Question

There is a portion of our codebase written in the following style:

// IScheduledTask.cs
public interface IScheduledTask
{
    string TaskName { get; set; }
    int TaskPriority { get; set; }
    List<IScheduledTask> Subtasks { get; set; }
    // ... several more properties in this vein
}

// ScheduledTaskImpl.cs
public class ScheduledTaskImpl : IScheduledTask
{
    public string TaskName { get; set; }
    public int TaskPriority { get; set; }
    public List<IScheduledTask> Subtasks { get; set; }
    // ... several more properties in this vein, 
    // perhaps a constructor or two for convenience.
}

That is, there are a large number of interfaces specifying just a set of properties with no behavior each with a sole corresponding implementation that implements these with auto-properties. The code is written by someone fairly senior (much more so than myself) and is apart from this use of interfaces reasonable procedural code. I was wondering if anyone else had encountered/used this style and if it has any advantages over just using concrete DTOs everywhere without the interfaces.

Was it helpful?

Solution

Here's my two cents:

  • We are not sure a DTO will never ever have at least a little bit of behavior. So for me there are objects which may or may not have behavior in the future.
  • One possible cause of having so many sole-implementation classes is a lack of design, for example failing to see that ScheduledTask, ScheduledJob, ScheduledEvent, ScheduledInspection, etc, should be only one segregated Schedulable interface making any implementor schedulable.
  • Creating the interfaces first is a very good practice, it gives you insight of what you need. Many interfaces begin by having no implementation at all. Then someone writes one implementation and they have that one. The state of having a sole implementation is temporary if you avoided what I mention in the second point. How do you know beforehand that some interface will never ever have a second of third implementation?
  • The name we choose for a well thought interface has a tendency to not change in the future, so dependencies to that interface will not be affected. On the other hand a concrete class is prone to be renamed when something important in the way it is implemented changes, for example a concrete class named TaxSheet could change to SessionAwareTaxSheet because a significant overhaul was made but the interface ITaxSheet will probably not be renamed so easily.

Bottom-line:

  • Good design practices apply also to DTOs.
  • DTOs can be added a little behavior down the road.
  • Every interface begins by having only one implementation.
  • In the other hand if you have too many one-interface-one-class combos, there could be a lack of design that should be pointed out. Your preocupation may be justified.

OTHER TIPS

A particular problem I've seen with DTOs that use interfaces is that it allows this:

public interface ISomeDTO { string SomeProperty { get; set; }}

public class SomeDTO : ISomeDTO
{
    public string SomeProperty { get; set; }
    string ISomeDTO.SomeProperty { get { /* different behavior */ } set { SomeProperty = value; } }
}

I've seen this pattern applied as a quick, dirty hack to implement some critical behavior. This leads to code which can have very confusing behavior:

SomeDTO a = GetSomeDTO();
ISomeDTO ia = a;
Assert.IsTrue(a.SomeProperty == ia.SomeProperty); // assert fails!
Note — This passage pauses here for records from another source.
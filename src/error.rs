//! Error types for atomic operation processing.
//!
//! Errors fall into two request-level tiers: document errors (malformed
//! request bodies, rejected by the validator before any mutation) and domain
//! errors (valid documents addressing missing resources or failing handler
//! validation). Both encode into the JSON:API `errors` envelope. A third
//! tier, [`ConfigError`], signals missing handler wiring and is deliberately
//! kept out of the envelope path.

use serde::{Deserialize, Serialize};

use crate::document::pointer;
use crate::operation::OperationKind;

/// JSON pointer location of an error within the original request document.
#[derive(Debug, Clone, PartialEq, Eq, Serialize, Deserialize)]
pub struct ErrorSource {
    pub pointer: String,
}

/// A JSON:API error object as it appears in the `errors` envelope.
///
/// `id` is a stable machine-readable code, `detail` the human-readable
/// explanation, `source.pointer` the exact location in the request document
/// and `status` the HTTP status code as a string, matching the JSON:API
/// error object shape.
#[derive(Debug, Clone, PartialEq, Eq, Serialize, Deserialize)]
pub struct ErrorObject {
    pub id: String,
    pub detail: String,
    pub source: ErrorSource,
    pub status: String,
}

impl ErrorObject {
    /// Create an error object from its four members.
    pub fn new(
        id: impl Into<String>,
        detail: impl Into<String>,
        pointer: impl Into<String>,
        status: u16,
    ) -> Self {
        Self {
            id: id.into(),
            detail: detail.into(),
            source: ErrorSource {
                pointer: pointer.into(),
            },
            status: status.to_string(),
        }
    }

    /// The `status` member parsed back into a numeric HTTP status.
    ///
    /// Falls back to 500 if the string does not parse, so a malformed
    /// handler-supplied status can never produce a nonsense response code.
    pub fn status_code(&self) -> u16 {
        self.status.parse().unwrap_or(500)
    }

    /// Rebase a pointer that is relative to one operation object onto the
    /// full document, prefixing it with `/atomic:operations/{index}`.
    pub fn at_operation(mut self, index: usize) -> Self {
        self.source.pointer = format!("{}{}", pointer::operation(index), self.source.pointer);
        self
    }

    // Document errors (HTTP 400), emitted by the validator.

    /// The request document has no `atomic:operations` member.
    pub fn missing_operation_objects() -> Self {
        Self::new(
            "missing-operation-objects",
            "Received document does not contain operations objects",
            pointer::operations(),
            400,
        )
    }

    /// The `atomic:operations` member is not an array.
    pub fn invalid_operation_objects() -> Self {
        Self::new(
            "invalid-operation-objects",
            "Received operation objects is not a valid JSON:API atomic operation request",
            pointer::operations(),
            400,
        )
    }

    /// A list entry is not a JSON object.
    pub fn invalid_operation_object(index: usize) -> Self {
        Self::new(
            "invalid-operation-object",
            format!("Received operation with index {index} is not a valid JSON:API operation object"),
            pointer::operation(index),
            400,
        )
    }

    /// The `op` member is absent, null or empty.
    pub fn missing_operation_code(index: usize) -> Self {
        Self::new(
            "missing-operation-code",
            "Received operation does not provide an operation code",
            pointer::op(index),
            400,
        )
    }

    /// The `op` member is not one of the supported operation codes.
    pub fn unknown_operation_code(index: usize, code: impl std::fmt::Display) -> Self {
        Self::new(
            "unknown-operation-code",
            format!("Unknown operation `{code}` received"),
            pointer::op(index),
            400,
        )
    }

    /// An operation uses `href` addressing, which this layer rejects.
    pub fn href_not_implemented(index: usize) -> Self {
        Self::new(
            "not-implemented",
            "Received operation using `href` to reference objects, which is not implemented by this API. Use `ref` instead.",
            pointer::href(index),
            400,
        )
    }

    /// A `remove` operation carries both `ref` and `href`.
    pub fn ref_href_together(index: usize) -> Self {
        Self::new(
            "ref-href-together",
            format!("Using `ref` and `href` together on the operation with index {index} is not allowed"),
            pointer::href(index),
            400,
        )
    }

    /// A `remove` operation has no `ref` member.
    pub fn missing_ref(index: usize) -> Self {
        Self::new(
            "missing-ref-attribute",
            "`ref` must be part of remove operation",
            pointer::operation(index),
            400,
        )
    }

    /// A resource identifier object lacks its `id` member.
    pub fn missing_id(pointer: impl Into<String>) -> Self {
        Self::new(
            "missing-id",
            "The resource identifier object must contain an `id` member",
            pointer,
            400,
        )
    }

    /// A resource identifier object lacks its `type` member.
    pub fn missing_type(pointer: impl Into<String>) -> Self {
        Self::new(
            "missing-type",
            "The resource identifier object must contain a `type` member",
            pointer,
            400,
        )
    }

    /// An update addressed via `ref` does not name the relationship it touches.
    pub fn missing_relationship_naming(index: usize) -> Self {
        Self::new(
            "missing-relationship-naming",
            "relationship must be named by the `relationship` attribute",
            pointer::reference(index),
            400,
        )
    }

    /// The operation's `data` member is required but absent.
    pub fn missing_primary_data(index: usize) -> Self {
        Self::new(
            "missing-primary-data",
            "primary data must be present",
            pointer::operation(index),
            400,
        )
    }

    /// The operation's `data` member (or a nested part of it) has the wrong
    /// JSON shape. `expected` names the accepted shape, e.g. "an object".
    pub fn invalid_primary_data_type(pointer: impl Into<String>, expected: &str) -> Self {
        Self::new(
            "invalid-primary-data-type",
            format!("primary data must be {expected}"),
            pointer,
            400,
        )
    }

    /// The request body is not parseable JSON.
    pub fn invalid_json(message: impl std::fmt::Display) -> Self {
        Self::new(
            "invalid-json",
            format!("Request body is not valid JSON: {message}"),
            "/",
            400,
        )
    }

    // Domain errors, emitted during execution.

    /// An `update` or `remove` target was not found (HTTP 422).
    pub fn object_does_not_exist(index: usize, id: &str) -> Self {
        Self::new(
            "object-does-not-exist",
            format!("Object with id `{id}` received for operation with index `{index}` does not exist"),
            pointer::data_id(index),
            422,
        )
    }

    /// Catch-all for infrastructure failures; carries no request detail.
    pub fn internal_error() -> Self {
        Self::new(
            "internal-error",
            "The request could not be processed",
            "/",
            500,
        )
    }

    // Handler-level validation errors. Pointers are relative to the
    // operation object and rebased by the engine via [`Self::at_operation`].

    /// An attribute not defined by the resource schema.
    pub fn unknown_attribute(name: &str) -> Self {
        Self::new(
            "unknown-attribute",
            format!("Attribute `{name}` is not defined for this resource type"),
            format!("/data/attributes/{name}"),
            422,
        )
    }

    /// A schema-required attribute is absent.
    pub fn missing_required_attribute(name: &str) -> Self {
        Self::new(
            "missing-required-attribute",
            format!("Required attribute `{name}` is missing"),
            format!("/data/attributes/{name}"),
            422,
        )
    }

    /// An attribute value does not match its declared type.
    pub fn invalid_attribute_type(name: &str, expected: &str) -> Self {
        Self::new(
            "invalid-attribute-type",
            format!("Attribute `{name}` must be of type {expected}"),
            format!("/data/attributes/{name}"),
            422,
        )
    }

    /// A relationship not defined by the resource schema.
    pub fn unknown_relationship(name: &str, pointer: impl Into<String>) -> Self {
        Self::new(
            "unknown-relationship",
            format!("Relationship `{name}` is not defined for this resource type"),
            pointer,
            422,
        )
    }

    /// A relationship value whose shape or target type contradicts the schema.
    pub fn invalid_relationship_data(
        name: &str,
        reason: &str,
        pointer: impl Into<String>,
    ) -> Self {
        Self::new(
            "invalid-relationship-data",
            format!("Relationship `{name}` {reason}"),
            pointer,
            422,
        )
    }

    /// A relationship identifier addressing a resource that does not exist.
    pub fn related_object_does_not_exist(
        name: &str,
        target_type: &str,
        target_id: &str,
        pointer: impl Into<String>,
    ) -> Self {
        Self::new(
            "related-object-does-not-exist",
            format!(
                "Relationship `{name}` references {target_type} `{target_id}` which does not exist"
            ),
            pointer,
            422,
        )
    }

    /// An `add` supplied a client id that is already taken (HTTP 409).
    pub fn duplicate_id(resource_type: &str, id: &str) -> Self {
        Self::new(
            "duplicate-id",
            format!("A {resource_type} resource with id `{id}` already exists"),
            "/data/id",
            409,
        )
    }
}

impl std::fmt::Display for ErrorObject {
    fn fmt(&self, f: &mut std::fmt::Formatter<'_>) -> std::fmt::Result {
        write!(f, "{}: {} (at {})", self.id, self.detail, self.source.pointer)
    }
}

/// Engine-level error covering everything that can abort a request.
///
/// Every variant except [`AtomicError::Config`] maps onto a wire error object
/// via [`AtomicError::error_object`]; configuration errors propagate out of
/// the request pipeline instead of being encoded.
#[derive(Debug, thiserror::Error)]
pub enum AtomicError {
    /// The request document failed structural validation.
    #[error("invalid operation document: {0}")]
    Document(ErrorObject),

    /// An `update` or `remove` addressed a resource that does not exist.
    #[error("object `{id}` addressed by operation {index} does not exist")]
    ObjectDoesNotExist { index: usize, id: String },

    /// A handler rejected the operation's data.
    #[error("operation {index} rejected: {error}")]
    Rejected { index: usize, error: ErrorObject },

    /// Storage or transaction failure outside the client's control.
    #[error("internal error: {message}")]
    Internal { message: String },

    /// Missing handler wiring; indicates deployment misconfiguration.
    #[error(transparent)]
    Config(#[from] ConfigError),
}

impl AtomicError {
    /// Create an internal error from any displayable cause.
    pub fn internal(message: impl Into<String>) -> Self {
        Self::Internal {
            message: message.into(),
        }
    }

    /// Create a missing-target error for the operation at `index`.
    pub fn object_does_not_exist(index: usize, id: impl Into<String>) -> Self {
        Self::ObjectDoesNotExist {
            index,
            id: id.into(),
        }
    }

    /// The wire error object this failure encodes to.
    pub fn error_object(&self) -> ErrorObject {
        match self {
            Self::Document(error) => error.clone(),
            Self::ObjectDoesNotExist { index, id } => {
                ErrorObject::object_does_not_exist(*index, id)
            }
            Self::Rejected { error, .. } => error.clone(),
            Self::Internal { .. } | Self::Config(_) => ErrorObject::internal_error(),
        }
    }

    /// The HTTP status of the response this failure produces.
    pub fn status(&self) -> u16 {
        match self {
            Self::Document(error) => error.status_code(),
            Self::ObjectDoesNotExist { .. } => 422,
            Self::Rejected { error, .. } => error.status_code(),
            Self::Internal { .. } | Self::Config(_) => 500,
        }
    }
}

/// Fatal wiring errors raised when the registry cannot satisfy a lookup.
///
/// These indicate a misconfigured deployment rather than bad request input
/// and are never encoded into the `errors` envelope.
#[derive(Debug, thiserror::Error)]
pub enum ConfigError {
    /// The builder finished without a single handler registration.
    #[error("no resource handlers registered; register at least one (operation, resource type) pair")]
    NoHandlers,

    /// A lookup hit an unregistered (operation, resource type) pair.
    #[error("no handler registered for operation `{operation}` on resource type `{resource_type}`")]
    MissingHandler {
        operation: OperationKind,
        resource_type: String,
    },
}

/// Failures surfaced by [`ResourceHandler`](crate::handler::ResourceHandler)
/// implementations.
#[derive(Debug, thiserror::Error)]
pub enum HandlerError {
    /// The operation's data was rejected. The error object's pointer is
    /// relative to the operation object; the engine rebases it.
    #[error("operation data rejected: {0}")]
    Rejected(ErrorObject),

    /// The underlying storage failed.
    #[error("storage failure: {message}")]
    Storage { message: String },
}

impl HandlerError {
    /// Reject the operation with the given wire error.
    pub fn rejected(error: ErrorObject) -> Self {
        Self::Rejected(error)
    }

    /// Create a storage failure from any displayable cause.
    pub fn storage(message: impl Into<String>) -> Self {
        Self::Storage {
            message: message.into(),
        }
    }
}

// Result type aliases for convenience
pub type AtomicResult<T> = Result<T, AtomicError>;
pub type DocumentResult<T> = Result<T, ErrorObject>;
pub type ConfigResult<T> = Result<T, ConfigError>;
pub type HandlerResult<T> = Result<T, HandlerError>;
This is difficult to maintain and confusing to try to untangle or refactor. IMO, adding behavior to DTOs violates the single responsibility principle. The purpose of a DTO is to represent data in a format that can be persisted and populated by a persistence framework.

DTOs are not domain models. We shouldn't be concerned if DTOs are anemic. To quote Martin Fowler's discussion of the anemic domain model:

It's also worth emphasizing that putting behavior into the domain objects should not contradict the solid approach of using layering to separate domain logic from such things as persistence and presentation responsibilities.